At the end of June, all drafted players are required to attend the rookie symposium. This event last four or five says and deals with some of the same things that the orientation deals with, including how to be and act like a professional. Many current and former players will speak at the symposium and relate to the rookies the experiences they went through as rookies. Some have of sad stories to tell, as the rookie experience isn’t always a pleasant one.
Beginning in late May or early June, clubs will begin to have OTAs (organized team activities). A team can have as many as 12 of these sessions and they are much like minicamp practices. A practice can last about 90 minutes to almost two hours in length. During the practices, there are individual periods where each positon group goes through drills designed to teach certain techniques. There is also installation periods where the offensive and defensive plays are installed and team periods when the offense goes against the defense. These are highly intense periods but there are supposed to be non-contact. Players wear helmets but no shoulder pads, so the chance of injury is strong if there was any contact.

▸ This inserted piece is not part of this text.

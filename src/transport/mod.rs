/// Filesystem (CSV) table transport.
pub mod fs;

pub use fs::{load_table, save_table};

It is during these practices that rookies are catching up to the veterans so to speak in learning the offensive and defensive schemes. The rookies who are able to learn and retain the best are the ones that get on the field the earliest. There is one thing certain about NFL coaches. They play the players they trust and they trust the players who don’t make mental mistakes. If a rookie doesn’t know or understand the system, he better stay after practice and try and learn it. Failure to learn and understand the scheme is a sure way to getting cut. Rare physical talent can buy a player some time, but NFL coaches are not known for their patience. A player's job is to know and understand what is going on.
Rookies and veterans usually have about four weeks “off” between the end of the offseason program and the beginning of training camp. Rest assured, they aren’t really off. Though they aren’t using the clubs facilities to train, they better find a way to stay in football condition as once camp opens. The coaches don’t wait for players not in top condition.